Could ‘recommending’ third-party content make platforms liable?

One widely adopted principle of internet policy in leading internet markets is the immunity from liability granted to ISPs, websites, apps and other online platforms as mere neutral intermediaries in respect of third-party content they host or distribute, as well as liability protection for third-party content they may decide to block, edit or delete. For many, this principle is seen as the cornerstone of the modern and prosperous internet of today.

With Gonzales and Taamneh, two ongoing cases that are yet again challenging platforms’ immunity in the US, the country’s supreme court is considering whether platforms’ ‘recommendations’ of content to users amount in themselves to platform-developed content, making platforms effective publishers and not just neutral intermediaries, and therefore potentially liable for such content.

In previous cases, US courts have made restrictive interpretations of this immunity in relation to third-party content, attempting to establish in each individual situation whether platforms were neutral ‘intermediaries’ of third-party content for which they retained immunity protection, or else effective ‘developers’ of content with potential liability.
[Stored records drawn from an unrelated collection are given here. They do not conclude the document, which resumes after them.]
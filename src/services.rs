use crate::errors::LookupError;
use crate::models::PendencyRecord;
use std::path::Path;

/// Source of outstanding-debt records for a CPF.
///
/// Implementations may be backed by a remote bureau, a fixture file or a test
/// double. The analyzer only needs to know whether the lookup succeeded and
/// whether it returned anything.
pub trait PendencyLookupService: Send + Sync {
    /// Fetch every pendency registered against `cpf`.
    ///
    /// # Errors
    ///
    /// Returns [`LookupError`] when the underlying service cannot answer.
    fn find_pendencies_by_cpf(&self, cpf: &str) -> Result<Vec<PendencyRecord>, LookupError>;
}

/// Immutable in-memory pendency registry.
#[derive(Debug, Clone, Default)]
pub struct StaticPendencyRegistry {
    records: Vec<PendencyRecord>,
}

impl StaticPendencyRegistry {
    pub fn new(records: Vec<PendencyRecord>) -> Self {
        Self { records }
    }

    /// Load records from a JSON array of pendency objects.
    pub fn from_json_file(path: impl AsRef<Path>) -> anyhow::Result<Self> {
        let path = path.as_ref();
        let content = std::fs::read_to_string(path).map_err(|e| {
            anyhow::anyhow!("Failed to read pendencies file {}: {}", path.display(), e)
        })?;

        let records: Vec<PendencyRecord> = serde_json::from_str(&content).map_err(|e| {
            anyhow::anyhow!("Failed to parse pendencies file {}: {}", path.display(), e)
        })?;

        tracing::info!(
            "Loaded {} pendency records from {}",
            records.len(),
            path.display()
        );
        Ok(Self::new(records))
    }

    pub fn len(&self) -> usize {
        self.records.len()
    }

    pub fn is_empty(&self) -> bool {
        self.records.is_empty()
    }
}

impl PendencyLookupService for StaticPendencyRegistry {
    fn find_pendencies_by_cpf(&self, cpf: &str) -> Result<Vec<PendencyRecord>, LookupError> {
        let found: Vec<PendencyRecord> = self
            .records
            .iter()
            .filter(|record| record.cpf == cpf)
            .cloned()
            .collect();

        tracing::debug!("Registry: {} pendencies for CPF {}", found.len(), cpf);
        Ok(found)
    }
}

#[cfg(test)]
mod tests {
    use super::*;
    use bigdecimal::BigDecimal;
    use std::io::Write;
    use std::str::FromStr;

    fn record(cpf: &str, description: &str) -> PendencyRecord {
        PendencyRecord::new(
            cpf,
            "Cliente Teste",
            "Empresas ACME",
            description,
            BigDecimal::from_str("900.50").unwrap(),
        )
    }

    #[test]
    fn test_registry_filters_by_cpf_in_order() {
        let registry = StaticPendencyRegistry::new(vec![
            record("82226651209", "Parcela 1"),
            record("60487583752", "Outro cliente"),
            record("82226651209", "Parcela 2"),
        ]);

        let found = registry.find_pendencies_by_cpf("82226651209").unwrap();
        let descriptions: Vec<&str> = found.iter().map(|r| r.description.as_str()).collect();
        assert_eq!(descriptions, vec!["Parcela 1", "Parcela 2"]);
    }

    #[test]
    fn test_registry_unknown_cpf_is_empty() {
        let registry = StaticPendencyRegistry::new(vec![record("82226651209", "Parcela")]);
        assert!(registry
            .find_pendencies_by_cpf("60487583752")
            .unwrap()
            .is_empty());
    }

    #[test]
    fn test_registry_from_json_file() {
        let path = std::env::temp_dir().join(format!(
            "pendencies-{}.json",
            uuid::Uuid::new_v4()
        ));
        let mut file = std::fs::File::create(&path).unwrap();
        write!(
            file,
            r#"[{{"cpf":"82226651209","person_name":"Cliente Teste","claimant_name":"Empresas ACME","description":"Parcela não paga","amount":"900.50"}}]"#
        )
        .unwrap();

        let registry = StaticPendencyRegistry::from_json_file(&path).unwrap();
        std::fs::remove_file(&path).ok();

        assert_eq!(registry.len(), 1);
        assert_eq!(
            registry.find_pendencies_by_cpf("82226651209").unwrap()[0].amount,
            BigDecimal::from_str("900.5").unwrap()
        );
    }

    #[test]
    fn test_registry_missing_file_is_error() {
        let result = StaticPendencyRegistry::from_json_file("/nonexistent/pendencies.json");
        assert!(result.is_err());
    }

    #[test]
    fn test_registry_malformed_file_is_error() {
        let path = std::env::temp_dir().join(format!(
            "pendencies-{}.json",
            uuid::Uuid::new_v4()
        ));
        std::fs::write(&path, "{not json").unwrap();

        let result = StaticPendencyRegistry::from_json_file(&path);
        std::fs::remove_file(&path).ok();

        assert!(result.is_err());
    }
}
So far, in most of these cases, immunity was either clarified or lifted altogether, with courts making a distinction between immunity for third-party-only content and liability where one of the following was at play:

  • platform-generated content alongside third-party content;
  • a platform’s actively re-publishing, in full or in part, third-party content;
  • a platform’s failure to warn users against known risks around third-party content;
  • a platform’s failure to show good faith when deleting third-party content; and
  • platform-induced third-party content.

Is liability for recommending content about to be added to the above list?

We continue to monitor these developments and will return here with further updates.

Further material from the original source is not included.